(Stored items)
-- Opening Marker --
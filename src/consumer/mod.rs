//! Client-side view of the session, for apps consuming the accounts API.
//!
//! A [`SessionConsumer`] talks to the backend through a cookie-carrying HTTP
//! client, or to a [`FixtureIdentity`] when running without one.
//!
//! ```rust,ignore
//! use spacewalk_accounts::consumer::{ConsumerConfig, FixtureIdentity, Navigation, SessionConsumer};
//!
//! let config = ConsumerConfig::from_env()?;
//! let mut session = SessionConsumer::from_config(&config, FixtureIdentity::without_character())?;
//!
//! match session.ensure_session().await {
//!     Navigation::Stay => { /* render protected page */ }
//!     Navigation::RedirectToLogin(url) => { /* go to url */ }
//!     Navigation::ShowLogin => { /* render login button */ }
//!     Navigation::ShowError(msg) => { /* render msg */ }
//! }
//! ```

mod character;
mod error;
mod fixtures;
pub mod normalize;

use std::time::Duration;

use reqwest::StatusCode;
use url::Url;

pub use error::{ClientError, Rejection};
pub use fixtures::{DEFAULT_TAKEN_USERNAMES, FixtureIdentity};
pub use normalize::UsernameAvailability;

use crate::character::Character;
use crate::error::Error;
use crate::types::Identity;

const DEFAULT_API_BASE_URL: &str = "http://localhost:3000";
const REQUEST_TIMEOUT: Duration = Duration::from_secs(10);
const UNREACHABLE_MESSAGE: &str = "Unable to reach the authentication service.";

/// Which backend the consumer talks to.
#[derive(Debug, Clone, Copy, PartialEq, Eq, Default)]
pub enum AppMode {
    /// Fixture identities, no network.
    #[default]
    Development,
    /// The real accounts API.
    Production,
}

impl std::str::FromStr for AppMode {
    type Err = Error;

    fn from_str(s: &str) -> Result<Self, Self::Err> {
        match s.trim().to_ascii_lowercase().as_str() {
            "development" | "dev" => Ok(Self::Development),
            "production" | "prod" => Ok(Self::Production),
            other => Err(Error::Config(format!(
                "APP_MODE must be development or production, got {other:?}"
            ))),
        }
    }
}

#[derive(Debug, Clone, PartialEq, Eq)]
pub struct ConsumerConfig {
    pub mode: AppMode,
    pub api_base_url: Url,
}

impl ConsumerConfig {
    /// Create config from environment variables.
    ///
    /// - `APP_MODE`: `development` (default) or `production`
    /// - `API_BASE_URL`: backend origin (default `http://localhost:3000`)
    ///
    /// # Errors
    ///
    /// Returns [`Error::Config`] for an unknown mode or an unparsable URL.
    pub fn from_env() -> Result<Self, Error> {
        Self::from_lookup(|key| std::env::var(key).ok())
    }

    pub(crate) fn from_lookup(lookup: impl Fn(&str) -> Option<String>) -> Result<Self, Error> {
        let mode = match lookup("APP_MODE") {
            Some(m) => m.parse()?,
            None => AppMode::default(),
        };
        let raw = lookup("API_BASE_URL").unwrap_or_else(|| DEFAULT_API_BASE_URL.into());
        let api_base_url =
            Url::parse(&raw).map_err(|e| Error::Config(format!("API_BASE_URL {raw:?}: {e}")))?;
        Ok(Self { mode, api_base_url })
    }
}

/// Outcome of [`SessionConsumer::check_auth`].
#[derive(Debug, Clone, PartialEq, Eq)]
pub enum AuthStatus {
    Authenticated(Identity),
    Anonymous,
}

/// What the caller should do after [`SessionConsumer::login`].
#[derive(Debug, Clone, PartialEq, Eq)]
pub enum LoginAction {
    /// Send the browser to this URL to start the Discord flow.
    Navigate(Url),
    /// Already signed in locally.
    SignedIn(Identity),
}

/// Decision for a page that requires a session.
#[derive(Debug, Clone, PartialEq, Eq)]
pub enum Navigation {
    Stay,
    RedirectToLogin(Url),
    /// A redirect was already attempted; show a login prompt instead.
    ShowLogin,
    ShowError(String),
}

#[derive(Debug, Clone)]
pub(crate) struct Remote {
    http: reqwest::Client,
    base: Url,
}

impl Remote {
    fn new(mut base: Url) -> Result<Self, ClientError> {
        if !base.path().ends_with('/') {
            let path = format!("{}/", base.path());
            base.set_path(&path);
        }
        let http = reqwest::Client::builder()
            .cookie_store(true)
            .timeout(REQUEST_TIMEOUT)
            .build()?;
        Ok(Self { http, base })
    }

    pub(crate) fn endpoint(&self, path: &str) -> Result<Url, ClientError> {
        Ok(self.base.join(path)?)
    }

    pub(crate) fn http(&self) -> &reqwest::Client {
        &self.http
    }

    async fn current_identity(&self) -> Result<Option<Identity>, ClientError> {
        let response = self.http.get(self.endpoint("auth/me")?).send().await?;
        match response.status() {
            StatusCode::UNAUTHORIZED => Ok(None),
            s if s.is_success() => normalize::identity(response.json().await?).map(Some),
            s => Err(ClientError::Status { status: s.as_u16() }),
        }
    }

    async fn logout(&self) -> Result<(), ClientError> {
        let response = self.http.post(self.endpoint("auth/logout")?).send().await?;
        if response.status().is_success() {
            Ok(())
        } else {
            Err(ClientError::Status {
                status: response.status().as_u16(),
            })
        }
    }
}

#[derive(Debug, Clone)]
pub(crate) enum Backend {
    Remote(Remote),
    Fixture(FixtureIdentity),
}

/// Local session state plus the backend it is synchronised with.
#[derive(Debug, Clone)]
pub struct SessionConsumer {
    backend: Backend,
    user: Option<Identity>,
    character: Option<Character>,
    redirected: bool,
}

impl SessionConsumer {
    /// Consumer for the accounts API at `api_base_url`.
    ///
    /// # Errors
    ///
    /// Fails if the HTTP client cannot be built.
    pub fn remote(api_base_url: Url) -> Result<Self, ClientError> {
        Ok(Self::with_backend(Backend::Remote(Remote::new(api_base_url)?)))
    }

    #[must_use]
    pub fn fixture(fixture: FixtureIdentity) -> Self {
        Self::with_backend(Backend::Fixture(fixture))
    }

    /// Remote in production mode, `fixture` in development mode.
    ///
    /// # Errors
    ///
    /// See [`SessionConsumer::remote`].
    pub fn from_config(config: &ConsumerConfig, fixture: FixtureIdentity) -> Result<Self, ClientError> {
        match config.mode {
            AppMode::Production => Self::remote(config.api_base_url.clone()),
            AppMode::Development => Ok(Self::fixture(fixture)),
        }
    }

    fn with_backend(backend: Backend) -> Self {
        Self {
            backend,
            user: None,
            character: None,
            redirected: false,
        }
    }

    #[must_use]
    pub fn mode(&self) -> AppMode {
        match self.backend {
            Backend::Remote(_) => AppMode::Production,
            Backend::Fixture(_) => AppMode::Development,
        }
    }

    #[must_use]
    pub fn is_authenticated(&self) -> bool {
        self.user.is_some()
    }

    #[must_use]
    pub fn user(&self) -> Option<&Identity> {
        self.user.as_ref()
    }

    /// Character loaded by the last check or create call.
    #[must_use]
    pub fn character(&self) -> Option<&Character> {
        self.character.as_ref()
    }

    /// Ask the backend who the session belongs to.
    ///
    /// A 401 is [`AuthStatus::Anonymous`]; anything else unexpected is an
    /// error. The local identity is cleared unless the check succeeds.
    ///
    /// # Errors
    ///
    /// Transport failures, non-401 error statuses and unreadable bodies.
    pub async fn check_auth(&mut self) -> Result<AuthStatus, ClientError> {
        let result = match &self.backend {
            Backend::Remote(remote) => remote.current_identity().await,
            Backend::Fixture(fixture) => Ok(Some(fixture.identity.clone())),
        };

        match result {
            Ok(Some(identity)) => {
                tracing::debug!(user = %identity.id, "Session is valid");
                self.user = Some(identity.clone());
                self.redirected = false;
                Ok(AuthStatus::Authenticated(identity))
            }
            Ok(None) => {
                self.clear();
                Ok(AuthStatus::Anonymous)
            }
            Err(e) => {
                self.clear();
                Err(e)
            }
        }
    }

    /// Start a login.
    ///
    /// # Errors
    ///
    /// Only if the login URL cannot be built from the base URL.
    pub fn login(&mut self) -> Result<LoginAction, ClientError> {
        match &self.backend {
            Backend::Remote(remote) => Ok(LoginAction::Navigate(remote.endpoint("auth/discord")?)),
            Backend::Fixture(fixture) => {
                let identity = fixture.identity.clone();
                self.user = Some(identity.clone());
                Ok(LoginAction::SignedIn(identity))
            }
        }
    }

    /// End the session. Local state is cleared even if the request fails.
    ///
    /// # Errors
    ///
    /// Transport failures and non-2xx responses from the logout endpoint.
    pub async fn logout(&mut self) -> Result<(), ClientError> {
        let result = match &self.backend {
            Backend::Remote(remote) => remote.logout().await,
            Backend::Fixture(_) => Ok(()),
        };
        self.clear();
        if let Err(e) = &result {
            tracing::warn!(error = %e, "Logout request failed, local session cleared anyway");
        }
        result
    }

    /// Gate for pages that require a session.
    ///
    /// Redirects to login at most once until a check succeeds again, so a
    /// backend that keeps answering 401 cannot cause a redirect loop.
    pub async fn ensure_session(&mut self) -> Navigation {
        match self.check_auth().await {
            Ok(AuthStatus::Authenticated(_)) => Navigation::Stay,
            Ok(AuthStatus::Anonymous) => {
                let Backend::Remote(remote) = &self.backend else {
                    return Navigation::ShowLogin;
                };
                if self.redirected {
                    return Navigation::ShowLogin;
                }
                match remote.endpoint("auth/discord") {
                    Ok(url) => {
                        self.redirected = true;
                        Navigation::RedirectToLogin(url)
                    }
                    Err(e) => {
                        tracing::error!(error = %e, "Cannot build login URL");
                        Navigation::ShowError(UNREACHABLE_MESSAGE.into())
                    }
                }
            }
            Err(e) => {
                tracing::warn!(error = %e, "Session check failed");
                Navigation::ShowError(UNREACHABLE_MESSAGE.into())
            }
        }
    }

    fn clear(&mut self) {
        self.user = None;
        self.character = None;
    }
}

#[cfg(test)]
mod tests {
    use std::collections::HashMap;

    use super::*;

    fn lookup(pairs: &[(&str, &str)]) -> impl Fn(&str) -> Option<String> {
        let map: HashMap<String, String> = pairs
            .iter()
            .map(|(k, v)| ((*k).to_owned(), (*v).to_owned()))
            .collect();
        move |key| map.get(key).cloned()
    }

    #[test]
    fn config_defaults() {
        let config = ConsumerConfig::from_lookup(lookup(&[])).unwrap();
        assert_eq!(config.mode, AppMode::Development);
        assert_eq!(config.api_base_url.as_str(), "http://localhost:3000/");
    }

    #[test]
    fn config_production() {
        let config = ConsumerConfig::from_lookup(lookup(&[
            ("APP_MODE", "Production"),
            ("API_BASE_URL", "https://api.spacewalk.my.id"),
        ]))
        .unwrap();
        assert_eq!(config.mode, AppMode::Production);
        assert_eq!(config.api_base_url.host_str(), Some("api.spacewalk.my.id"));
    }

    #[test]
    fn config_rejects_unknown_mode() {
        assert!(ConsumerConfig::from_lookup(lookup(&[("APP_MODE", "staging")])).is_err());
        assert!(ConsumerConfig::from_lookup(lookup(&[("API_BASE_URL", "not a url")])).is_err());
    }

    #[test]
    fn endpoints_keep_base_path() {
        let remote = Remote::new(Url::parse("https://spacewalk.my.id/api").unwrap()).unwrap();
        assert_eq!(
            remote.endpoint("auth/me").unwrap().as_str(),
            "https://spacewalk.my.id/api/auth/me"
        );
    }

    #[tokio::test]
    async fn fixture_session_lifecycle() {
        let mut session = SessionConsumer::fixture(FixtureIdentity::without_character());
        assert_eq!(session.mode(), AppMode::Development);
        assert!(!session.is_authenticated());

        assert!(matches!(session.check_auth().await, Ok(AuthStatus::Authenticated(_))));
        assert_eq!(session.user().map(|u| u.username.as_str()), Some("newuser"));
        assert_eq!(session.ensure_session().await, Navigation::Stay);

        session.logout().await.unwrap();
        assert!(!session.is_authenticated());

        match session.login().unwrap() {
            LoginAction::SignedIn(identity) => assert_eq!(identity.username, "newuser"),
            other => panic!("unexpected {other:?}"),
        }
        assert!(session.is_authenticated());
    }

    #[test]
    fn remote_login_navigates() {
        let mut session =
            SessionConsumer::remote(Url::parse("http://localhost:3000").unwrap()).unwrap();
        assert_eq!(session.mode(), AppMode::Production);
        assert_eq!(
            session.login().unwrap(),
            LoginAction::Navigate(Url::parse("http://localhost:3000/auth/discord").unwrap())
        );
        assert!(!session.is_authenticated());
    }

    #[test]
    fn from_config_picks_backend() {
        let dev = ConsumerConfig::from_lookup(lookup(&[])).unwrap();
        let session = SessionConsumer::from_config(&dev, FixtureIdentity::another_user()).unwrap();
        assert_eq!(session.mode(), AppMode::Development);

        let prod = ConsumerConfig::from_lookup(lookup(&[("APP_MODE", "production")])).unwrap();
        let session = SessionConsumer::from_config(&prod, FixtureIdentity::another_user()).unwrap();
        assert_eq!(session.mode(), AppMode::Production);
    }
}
-- Closing Marker --
AIM OF THE EXERCISE: In how many lines of the records does the word "talks" appear? Answer with the number only.

ANSWER TO THE PROBLEM: 2